▸ What the task requires
What lines in the records below contain the string "words"? Copy every one.

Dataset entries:
+ + + + + + +

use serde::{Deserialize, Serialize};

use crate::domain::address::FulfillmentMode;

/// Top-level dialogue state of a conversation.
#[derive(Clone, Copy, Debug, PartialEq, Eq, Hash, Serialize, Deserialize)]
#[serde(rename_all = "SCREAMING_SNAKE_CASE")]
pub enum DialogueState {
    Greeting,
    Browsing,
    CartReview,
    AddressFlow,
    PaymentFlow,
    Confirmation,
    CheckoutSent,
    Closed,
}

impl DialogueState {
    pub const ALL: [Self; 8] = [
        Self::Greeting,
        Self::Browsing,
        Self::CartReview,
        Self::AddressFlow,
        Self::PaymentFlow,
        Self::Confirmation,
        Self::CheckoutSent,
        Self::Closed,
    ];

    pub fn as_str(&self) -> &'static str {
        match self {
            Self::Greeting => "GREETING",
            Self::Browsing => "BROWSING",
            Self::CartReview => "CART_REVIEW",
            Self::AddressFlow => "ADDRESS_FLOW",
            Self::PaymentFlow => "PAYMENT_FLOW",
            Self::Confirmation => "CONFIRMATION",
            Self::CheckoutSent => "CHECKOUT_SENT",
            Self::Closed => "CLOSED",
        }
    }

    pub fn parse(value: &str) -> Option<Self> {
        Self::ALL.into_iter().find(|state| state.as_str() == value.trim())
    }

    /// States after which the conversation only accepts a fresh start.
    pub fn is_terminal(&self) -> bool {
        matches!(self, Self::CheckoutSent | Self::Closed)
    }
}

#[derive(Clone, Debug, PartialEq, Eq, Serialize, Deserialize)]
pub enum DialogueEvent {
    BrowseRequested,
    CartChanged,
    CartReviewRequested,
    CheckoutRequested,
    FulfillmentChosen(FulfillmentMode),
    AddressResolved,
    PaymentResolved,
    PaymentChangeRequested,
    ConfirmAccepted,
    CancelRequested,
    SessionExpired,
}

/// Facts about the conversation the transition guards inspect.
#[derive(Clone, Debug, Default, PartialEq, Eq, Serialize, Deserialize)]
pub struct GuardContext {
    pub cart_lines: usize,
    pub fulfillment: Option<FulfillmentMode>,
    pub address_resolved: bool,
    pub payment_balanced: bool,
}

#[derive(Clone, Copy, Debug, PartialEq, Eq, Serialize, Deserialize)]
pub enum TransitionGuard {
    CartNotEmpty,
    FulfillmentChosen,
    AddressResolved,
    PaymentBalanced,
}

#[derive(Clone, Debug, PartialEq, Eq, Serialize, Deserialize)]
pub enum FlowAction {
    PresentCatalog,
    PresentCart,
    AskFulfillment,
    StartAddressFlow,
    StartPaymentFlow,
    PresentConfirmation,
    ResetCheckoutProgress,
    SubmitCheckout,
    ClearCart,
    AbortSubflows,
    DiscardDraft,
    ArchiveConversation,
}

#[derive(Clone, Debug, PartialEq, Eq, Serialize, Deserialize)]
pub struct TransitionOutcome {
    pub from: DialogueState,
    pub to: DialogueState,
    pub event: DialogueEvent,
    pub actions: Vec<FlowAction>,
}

+ + + + + + +

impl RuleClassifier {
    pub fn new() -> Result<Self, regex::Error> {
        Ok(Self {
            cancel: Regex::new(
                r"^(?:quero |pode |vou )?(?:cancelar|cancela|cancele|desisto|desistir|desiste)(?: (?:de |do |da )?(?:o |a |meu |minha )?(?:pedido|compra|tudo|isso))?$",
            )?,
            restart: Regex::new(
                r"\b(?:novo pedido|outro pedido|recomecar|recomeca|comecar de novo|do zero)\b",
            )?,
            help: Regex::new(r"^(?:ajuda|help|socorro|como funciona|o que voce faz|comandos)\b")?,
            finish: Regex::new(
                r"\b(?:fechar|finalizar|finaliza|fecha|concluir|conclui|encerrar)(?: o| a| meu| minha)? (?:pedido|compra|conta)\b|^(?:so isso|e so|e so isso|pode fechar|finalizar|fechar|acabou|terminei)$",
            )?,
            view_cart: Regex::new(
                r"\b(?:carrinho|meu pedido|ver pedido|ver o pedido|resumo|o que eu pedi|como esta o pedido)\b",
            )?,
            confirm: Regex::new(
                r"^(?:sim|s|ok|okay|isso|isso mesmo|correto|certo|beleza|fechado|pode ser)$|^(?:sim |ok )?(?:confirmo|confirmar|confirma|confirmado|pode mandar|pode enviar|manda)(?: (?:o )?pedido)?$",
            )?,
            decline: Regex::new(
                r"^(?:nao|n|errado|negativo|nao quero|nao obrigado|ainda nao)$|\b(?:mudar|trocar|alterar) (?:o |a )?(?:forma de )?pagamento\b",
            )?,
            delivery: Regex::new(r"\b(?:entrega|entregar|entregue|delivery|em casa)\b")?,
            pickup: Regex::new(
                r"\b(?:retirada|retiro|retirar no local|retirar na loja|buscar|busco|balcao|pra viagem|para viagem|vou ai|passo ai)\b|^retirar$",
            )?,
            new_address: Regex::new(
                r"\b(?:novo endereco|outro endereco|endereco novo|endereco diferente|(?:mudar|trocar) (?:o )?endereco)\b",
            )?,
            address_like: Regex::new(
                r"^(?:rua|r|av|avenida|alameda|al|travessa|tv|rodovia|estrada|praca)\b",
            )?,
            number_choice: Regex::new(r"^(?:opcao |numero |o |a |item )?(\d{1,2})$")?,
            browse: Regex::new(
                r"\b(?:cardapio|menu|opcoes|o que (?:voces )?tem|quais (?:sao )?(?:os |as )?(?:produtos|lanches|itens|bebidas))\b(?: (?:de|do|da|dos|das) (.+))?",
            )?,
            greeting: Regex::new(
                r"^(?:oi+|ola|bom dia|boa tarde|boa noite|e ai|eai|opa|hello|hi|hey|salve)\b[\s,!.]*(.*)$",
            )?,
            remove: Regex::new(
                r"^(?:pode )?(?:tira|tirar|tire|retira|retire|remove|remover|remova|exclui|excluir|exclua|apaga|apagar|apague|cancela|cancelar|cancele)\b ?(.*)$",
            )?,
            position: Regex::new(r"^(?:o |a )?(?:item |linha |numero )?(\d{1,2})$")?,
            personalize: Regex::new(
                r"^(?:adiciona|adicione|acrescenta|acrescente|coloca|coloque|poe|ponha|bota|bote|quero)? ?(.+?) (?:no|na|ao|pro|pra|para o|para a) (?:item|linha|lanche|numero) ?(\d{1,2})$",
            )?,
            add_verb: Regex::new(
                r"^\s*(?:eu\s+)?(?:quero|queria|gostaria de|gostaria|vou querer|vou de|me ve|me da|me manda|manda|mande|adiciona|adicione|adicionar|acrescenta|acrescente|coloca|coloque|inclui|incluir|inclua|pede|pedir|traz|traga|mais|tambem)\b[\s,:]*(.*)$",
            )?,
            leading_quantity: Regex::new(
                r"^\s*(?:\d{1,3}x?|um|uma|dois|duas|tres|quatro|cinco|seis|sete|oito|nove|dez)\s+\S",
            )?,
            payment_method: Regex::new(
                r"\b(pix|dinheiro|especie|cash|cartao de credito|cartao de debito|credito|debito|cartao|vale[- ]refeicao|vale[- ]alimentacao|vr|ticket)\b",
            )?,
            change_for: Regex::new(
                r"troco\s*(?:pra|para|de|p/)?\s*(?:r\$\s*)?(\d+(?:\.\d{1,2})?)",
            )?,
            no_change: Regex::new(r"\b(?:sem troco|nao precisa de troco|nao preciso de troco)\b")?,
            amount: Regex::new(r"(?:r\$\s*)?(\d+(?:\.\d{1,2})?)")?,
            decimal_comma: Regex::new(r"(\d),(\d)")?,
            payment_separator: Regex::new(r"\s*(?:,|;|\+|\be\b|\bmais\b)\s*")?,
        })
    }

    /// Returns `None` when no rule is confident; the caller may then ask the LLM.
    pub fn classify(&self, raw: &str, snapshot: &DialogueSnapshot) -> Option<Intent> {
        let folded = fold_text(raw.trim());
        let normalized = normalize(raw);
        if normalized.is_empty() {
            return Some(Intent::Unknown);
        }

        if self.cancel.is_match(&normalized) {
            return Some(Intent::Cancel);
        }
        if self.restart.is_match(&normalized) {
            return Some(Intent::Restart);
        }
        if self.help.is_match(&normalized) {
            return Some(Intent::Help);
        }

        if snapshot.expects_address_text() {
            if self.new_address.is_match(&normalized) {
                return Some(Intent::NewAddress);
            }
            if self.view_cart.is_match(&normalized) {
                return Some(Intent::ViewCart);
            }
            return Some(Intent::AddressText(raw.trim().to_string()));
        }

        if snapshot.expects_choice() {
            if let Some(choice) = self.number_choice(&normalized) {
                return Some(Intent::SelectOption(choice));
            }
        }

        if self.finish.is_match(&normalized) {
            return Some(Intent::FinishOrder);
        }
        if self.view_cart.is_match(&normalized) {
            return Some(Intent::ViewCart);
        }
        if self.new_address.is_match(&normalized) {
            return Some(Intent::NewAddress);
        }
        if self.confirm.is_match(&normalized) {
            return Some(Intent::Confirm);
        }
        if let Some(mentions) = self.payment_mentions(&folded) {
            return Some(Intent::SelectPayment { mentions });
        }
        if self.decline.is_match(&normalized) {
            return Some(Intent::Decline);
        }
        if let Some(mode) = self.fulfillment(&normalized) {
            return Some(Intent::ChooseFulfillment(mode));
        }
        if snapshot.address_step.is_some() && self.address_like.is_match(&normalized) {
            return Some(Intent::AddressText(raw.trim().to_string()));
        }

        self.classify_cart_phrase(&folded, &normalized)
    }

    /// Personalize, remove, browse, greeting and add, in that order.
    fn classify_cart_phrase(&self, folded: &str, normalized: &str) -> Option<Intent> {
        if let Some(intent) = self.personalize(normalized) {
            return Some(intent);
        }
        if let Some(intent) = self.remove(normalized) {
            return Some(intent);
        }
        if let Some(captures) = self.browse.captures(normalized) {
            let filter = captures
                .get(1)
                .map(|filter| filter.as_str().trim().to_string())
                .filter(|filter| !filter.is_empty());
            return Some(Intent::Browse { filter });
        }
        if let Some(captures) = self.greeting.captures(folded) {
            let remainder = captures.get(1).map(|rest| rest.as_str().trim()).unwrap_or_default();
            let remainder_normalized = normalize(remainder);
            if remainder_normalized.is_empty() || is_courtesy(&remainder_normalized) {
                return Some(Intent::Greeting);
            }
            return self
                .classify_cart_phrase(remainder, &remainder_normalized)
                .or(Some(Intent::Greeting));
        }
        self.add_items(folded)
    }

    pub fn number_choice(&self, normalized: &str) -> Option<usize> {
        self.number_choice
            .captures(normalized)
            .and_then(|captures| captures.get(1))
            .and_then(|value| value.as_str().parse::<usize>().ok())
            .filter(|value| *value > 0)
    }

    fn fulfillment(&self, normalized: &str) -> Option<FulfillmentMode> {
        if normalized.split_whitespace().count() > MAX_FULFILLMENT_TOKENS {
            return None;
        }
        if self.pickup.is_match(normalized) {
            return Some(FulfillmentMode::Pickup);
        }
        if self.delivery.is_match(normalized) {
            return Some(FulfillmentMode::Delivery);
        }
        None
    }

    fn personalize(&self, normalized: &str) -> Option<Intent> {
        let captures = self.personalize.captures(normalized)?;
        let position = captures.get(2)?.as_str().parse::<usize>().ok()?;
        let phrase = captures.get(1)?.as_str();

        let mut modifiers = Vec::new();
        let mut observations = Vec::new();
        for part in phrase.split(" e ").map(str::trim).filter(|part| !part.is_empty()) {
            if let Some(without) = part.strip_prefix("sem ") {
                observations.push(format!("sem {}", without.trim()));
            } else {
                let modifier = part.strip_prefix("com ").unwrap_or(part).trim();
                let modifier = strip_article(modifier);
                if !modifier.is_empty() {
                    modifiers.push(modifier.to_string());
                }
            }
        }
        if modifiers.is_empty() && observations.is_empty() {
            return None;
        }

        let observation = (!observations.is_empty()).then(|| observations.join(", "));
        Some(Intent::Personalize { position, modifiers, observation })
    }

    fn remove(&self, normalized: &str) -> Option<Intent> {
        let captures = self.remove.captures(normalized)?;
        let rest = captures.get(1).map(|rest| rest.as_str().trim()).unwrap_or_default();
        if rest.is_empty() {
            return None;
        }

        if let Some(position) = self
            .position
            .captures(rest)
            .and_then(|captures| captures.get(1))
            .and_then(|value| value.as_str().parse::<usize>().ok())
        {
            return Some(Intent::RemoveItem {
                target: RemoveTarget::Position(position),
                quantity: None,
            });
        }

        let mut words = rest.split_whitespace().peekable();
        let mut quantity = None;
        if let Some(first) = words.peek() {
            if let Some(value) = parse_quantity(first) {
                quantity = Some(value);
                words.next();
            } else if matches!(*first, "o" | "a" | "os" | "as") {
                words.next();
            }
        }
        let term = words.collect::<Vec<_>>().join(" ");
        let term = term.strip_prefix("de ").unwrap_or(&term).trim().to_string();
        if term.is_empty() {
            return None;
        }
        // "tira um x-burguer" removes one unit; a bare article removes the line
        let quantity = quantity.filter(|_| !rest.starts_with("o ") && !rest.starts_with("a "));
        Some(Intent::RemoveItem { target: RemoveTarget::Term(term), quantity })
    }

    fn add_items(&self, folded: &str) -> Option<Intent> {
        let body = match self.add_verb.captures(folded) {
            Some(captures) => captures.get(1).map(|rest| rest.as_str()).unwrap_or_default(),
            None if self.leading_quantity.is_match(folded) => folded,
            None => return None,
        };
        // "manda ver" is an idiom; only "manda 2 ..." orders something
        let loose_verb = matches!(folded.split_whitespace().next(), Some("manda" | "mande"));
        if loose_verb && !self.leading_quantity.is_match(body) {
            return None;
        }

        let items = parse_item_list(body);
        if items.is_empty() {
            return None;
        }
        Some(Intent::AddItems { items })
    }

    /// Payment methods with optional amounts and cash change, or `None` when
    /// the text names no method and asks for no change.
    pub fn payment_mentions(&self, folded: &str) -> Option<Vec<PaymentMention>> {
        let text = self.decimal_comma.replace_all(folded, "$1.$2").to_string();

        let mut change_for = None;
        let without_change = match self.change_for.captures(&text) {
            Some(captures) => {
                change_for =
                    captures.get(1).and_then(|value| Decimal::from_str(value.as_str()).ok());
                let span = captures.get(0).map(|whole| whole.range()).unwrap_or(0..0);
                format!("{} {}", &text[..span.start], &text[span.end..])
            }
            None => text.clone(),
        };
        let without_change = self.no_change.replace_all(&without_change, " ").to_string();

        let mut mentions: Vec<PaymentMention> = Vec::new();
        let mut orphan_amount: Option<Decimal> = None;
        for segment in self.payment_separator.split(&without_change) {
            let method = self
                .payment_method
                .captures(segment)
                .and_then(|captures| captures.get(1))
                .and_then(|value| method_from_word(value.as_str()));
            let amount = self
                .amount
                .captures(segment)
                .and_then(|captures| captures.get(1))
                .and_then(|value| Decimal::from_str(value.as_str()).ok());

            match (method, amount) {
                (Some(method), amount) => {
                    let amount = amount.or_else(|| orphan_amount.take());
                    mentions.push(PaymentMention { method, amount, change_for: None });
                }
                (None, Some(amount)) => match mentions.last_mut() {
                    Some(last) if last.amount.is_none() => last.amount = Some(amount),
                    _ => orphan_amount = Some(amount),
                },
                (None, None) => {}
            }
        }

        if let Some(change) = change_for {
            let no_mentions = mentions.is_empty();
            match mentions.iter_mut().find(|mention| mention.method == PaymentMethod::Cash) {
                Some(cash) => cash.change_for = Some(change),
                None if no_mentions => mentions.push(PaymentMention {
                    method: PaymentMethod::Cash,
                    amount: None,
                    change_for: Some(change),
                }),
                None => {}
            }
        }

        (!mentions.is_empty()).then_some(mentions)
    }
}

+ + + + + + +

▸ Answer space
        let mut words = rest.split_whitespace().peekable();
        if let Some(first) = words.peek() {
                words.next();
                words.next();
        let term = words.collect::<Vec<_>>().join(" ");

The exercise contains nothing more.